I have sent the link to the Greta Thunberg speech shown above to dozens of people, and they are enthusiastically full of admiration for her. [See last week’s post about her. 

She is a hero, a superhero, the child who shall lead us.

But you can speak for yourselves too.  A good way to gear yourself up for activism,if you are not already into it heart and soul, is to read Hope and other superpowers: A life-affirming, love-defending,butt-kicking world-saving manifesto by John Pavlovitz. The book is all that it says it is in that great title and subtitle.

Here’s a quote from John’s introduction:

“Many of us are lamenting the despair and divisiveness around us, aching for something more redemptive but no longer sure how to get to it from where we stand. We’ve watched helplessly as people have grown emboldened in the land of bigotry they’d once kept concealed. We’ve witnessed unabashed hatred regularly trending nationally.  We’ve seen new fractures develop or old wounds reopen in our families, marriages, and friendships…We’re all desperately straining for something to sustain us—something to right all that feels so wrong around us…. (p. xiii)”
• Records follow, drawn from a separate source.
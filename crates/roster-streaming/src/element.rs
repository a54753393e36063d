//! Render-tree element.

/// An HTML element with text or child elements.
///
/// Text and attribute values are escaped on render.
#[derive(Debug, Clone, PartialEq, Eq)]
pub struct Element {
    tag: String,
    id: Option<String>,
    classes: Vec<String>,
    attributes: Vec<(String, String)>,
    text: Option<String>,
    children: Vec<Element>,
}

impl Element {
    /// Create an empty element.
    pub fn new(tag: impl Into<String>) -> Self {
        Self {
            tag: tag.into(),
            id: None,
            classes: Vec::new(),
            attributes: Vec::new(),
            text: None,
            children: Vec::new(),
        }
    }

    /// Set the element id.
    pub fn with_id(mut self, id: impl Into<String>) -> Self {
        self.id = Some(id.into());
        self
    }

    /// Add whitespace-separated classes. Empty input adds nothing.
    pub fn with_class(mut self, classes: &str) -> Self {
        self.classes
            .extend(classes.split_whitespace().map(String::from));
        self
    }

    /// Add an attribute.
    pub fn with_attr(mut self, name: impl Into<String>, value: impl Into<String>) -> Self {
        self.attributes.push((name.into(), value.into()));
        self
    }

    /// Set the text content. Empty text leaves the element empty.
    pub fn with_text(mut self, text: impl Into<String>) -> Self {
        let text = text.into();
        if !text.is_empty() {
            self.text = Some(text);
        }
        self
    }

    /// Append a child and return self.
    pub fn with_child(mut self, child: Element) -> Self {
        self.children.push(child);
        self
    }

    /// Append a child.
    pub fn append(&mut self, child: Element) {
        self.children.push(child);
    }

    /// Remove all text and children.
    pub fn clear(&mut self) {
        self.text = None;
        self.children.clear();
    }

    /// Replace all content with text.
    pub fn set_text(&mut self, text: impl Into<String>) {
        self.children.clear();
        self.text = Some(text.into());
    }

    pub fn tag(&self) -> &str {
        &self.tag
    }

    pub fn id(&self) -> Option<&str> {
        self.id.as_deref()
    }

    pub fn classes(&self) -> &[String] {
        &self.classes
    }

    /// Check for a class.
    pub fn has_class(&self, class: &str) -> bool {
        self.classes.iter().any(|c| c == class)
    }

    /// Get an attribute value.
    pub fn attr(&self, name: &str) -> Option<&str> {
        self.attributes
            .iter()
            .find(|(k, _)| k == name)
            .map(|(_, v)| v.as_str())
    }

    /// Own text, without descendants.
    pub fn text(&self) -> Option<&str> {
        self.text.as_deref()
    }

    pub fn children(&self) -> &[Element] {
        &self.children
    }

    /// Own text followed by all descendant text.
    pub fn text_content(&self) -> String {
        let mut out = self.text.clone().unwrap_or_default();
        for child in &self.children {
            out.push_str(&child.text_content());
        }
        out
    }

    /// Render the opening tag.
    pub fn render_open(&self) -> String {
        let mut html = format!("<{}", self.tag);
        if let Some(id) = &self.id {
            html.push_str(&format!(r#" id="{}""#, escape_html(id)));
        }
        if !self.classes.is_empty() {
            html.push_str(&format!(r#" class="{}""#, escape_html(&self.classes.join(" "))));
        }
        for (name, value) in &self.attributes {
            html.push_str(&format!(r#" {}="{}""#, name, escape_html(value)));
        }
        html.push('>');
        html
    }

    /// Render the closing tag.
    pub fn render_close(&self) -> String {
        format!("</{}>", self.tag)
    }

    /// Render the element and its subtree.
    pub fn render(&self) -> String {
        let mut html = self.render_open();
        if let Some(text) = &self.text {
            html.push_str(&escape_html(text));
        }
        for child in &self.children {
            html.push_str(&child.render());
        }
        html.push_str(&self.render_close());
        html
    }
}

/// Escape text for HTML content and attribute values.
pub fn escape_html(s: &str) -> String {
    s.replace('&', "&amp;")
        .replace('<', "&lt;")
        .replace('>', "&gt;")
        .replace('"', "&quot;")
        .replace('\'', "&#39;")
}
//! CLI command implementations.

pub mod check;
pub mod config;
pub mod init;
pub mod render;

use anyhow::{Context as _, Result};
use clap::{Args, Subcommand};
use roster_core::PageConfig;
use roster_data::{FetchClient, FetchStrategy, FileTransport, HttpTransport, Transport};
use roster_observability::{LogFormat, LogLevel, RequestId, StructuredLogger};
use roster_page::StudentDirectoryPage;

use crate::context::Context;

/// Where to read the roster from; flags override `roster.toml`.
#[derive(Args, Debug, Default)]
pub struct SourceArgs {
    /// Roster document path (or URL).
    #[arg(short, long)]
    pub data: Option<String>,

    /// Directory relative paths are read from.
    #[arg(long)]
    pub root: Option<String>,

    /// Fetch over HTTP from this base URL.
    #[arg(long)]
    pub base_url: Option<String>,
}

/// Arguments for the render command.
#[derive(Args)]
pub struct RenderArgs {
    #[command(flatten)]
    pub source: SourceArgs,

    /// Write the page to this file instead of stdout.
    #[arg(short, long)]
    pub out: Option<String>,
}

/// Arguments for the check command.
#[derive(Args)]
pub struct CheckArgs {
    #[command(flatten)]
    pub source: SourceArgs,

    /// Load with the combinator chain instead of the linear fetch.
    #[arg(long)]
    pub chained: bool,
}

impl CheckArgs {
    pub fn strategy(&self) -> FetchStrategy {
        if self.chained {
            FetchStrategy::Chained
        } else {
            FetchStrategy::Linear
        }
    }
}

/// Arguments for the init command.
#[derive(Args)]
pub struct InitArgs {
    /// Overwrite existing files without asking.
    #[arg(short, long)]
    pub force: bool,
}

/// Arguments for the config command.
#[derive(Args)]
pub struct ConfigArgs {
    #[command(subcommand)]
    pub command: ConfigCommand,
}

#[derive(Subcommand)]
pub enum ConfigCommand {
    /// Show the effective configuration.
    Show,
    /// Print the config file in use.
    Path,
}

/// Page config with the `--data` override applied.
pub fn page_config(source: &SourceArgs, ctx: &Context) -> PageConfig {
    match &source.data {
        Some(path) => ctx.config.page.clone().with_data_path(path),
        None => ctx.config.page.clone(),
    }
}

/// Logger for fetch and page events; quiet unless `--verbose`.
pub fn cli_logger(ctx: &Context) -> StructuredLogger {
    let level = if ctx.output.is_verbose() {
        LogLevel::Debug
    } else {
        LogLevel::Warn
    };
    let format = if ctx.output.is_json() {
        LogFormat::Json
    } else {
        LogFormat::Human
    };

    StructuredLogger::new(RequestId::generate())
        .with_workload("roster-cli")
        .with_min_level(level)
        .with_format(format)
}

/// Fetch client over HTTP when a base URL is set, else over files.
pub fn fetch_client(
    source: &SourceArgs,
    ctx: &Context,
    logger: StructuredLogger,
) -> Result<FetchClient<Box<dyn Transport>>> {
    let base_url = source
        .base_url
        .clone()
        .or_else(|| ctx.config.source.base_url.clone());

    if let Some(base_url) = base_url {
        ctx.output.debug(&format!("Fetching from {}", base_url));
        let transport = HttpTransport::new().context("Failed to create HTTP client")?;
        let transport: Box<dyn Transport> = Box::new(transport);
        return Ok(FetchClient::new(transport, logger).with_base_url(base_url));
    }

    let root = match source.root.as_deref().or(ctx.config.source.root.as_deref()) {
        Some(root) => ctx.resolve_path(root),
        None => ctx.cwd.clone(),
    };
    ctx.output.debug(&format!("Reading from {}", root.display()));
    let transport: Box<dyn Transport> = Box::new(FileTransport::new(root));
    Ok(FetchClient::new(transport, logger))
}

/// Page for the given source flags.
pub fn build_page(
    source: &SourceArgs,
    ctx: &Context,
) -> Result<StudentDirectoryPage<Box<dyn Transport>>> {
    let client = fetch_client(source, ctx, cli_logger(ctx))?;
    Ok(StudentDirectoryPage::new(client, page_config(source, ctx)))
}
Yes. Many of us are looking for superheroes to inspire us, to remind us that there are good people out there fighting against racism, bigotry, and environmental degradation, and fighting for peace, human rights, and the survival of the environment in which all life can be sustained or destroyed. 

The good news that Pavlovitz brings us in his world-saving manifesto is that we all have it in us to be superheroes. We all have superpowers that can help us recognize, elicit, and activate our own superpowers and to make the kind of difference we see as needed in these frightening times.  In the next few posts, I will share some of Pavlovitz’s engaging ideas as to how to achieve this.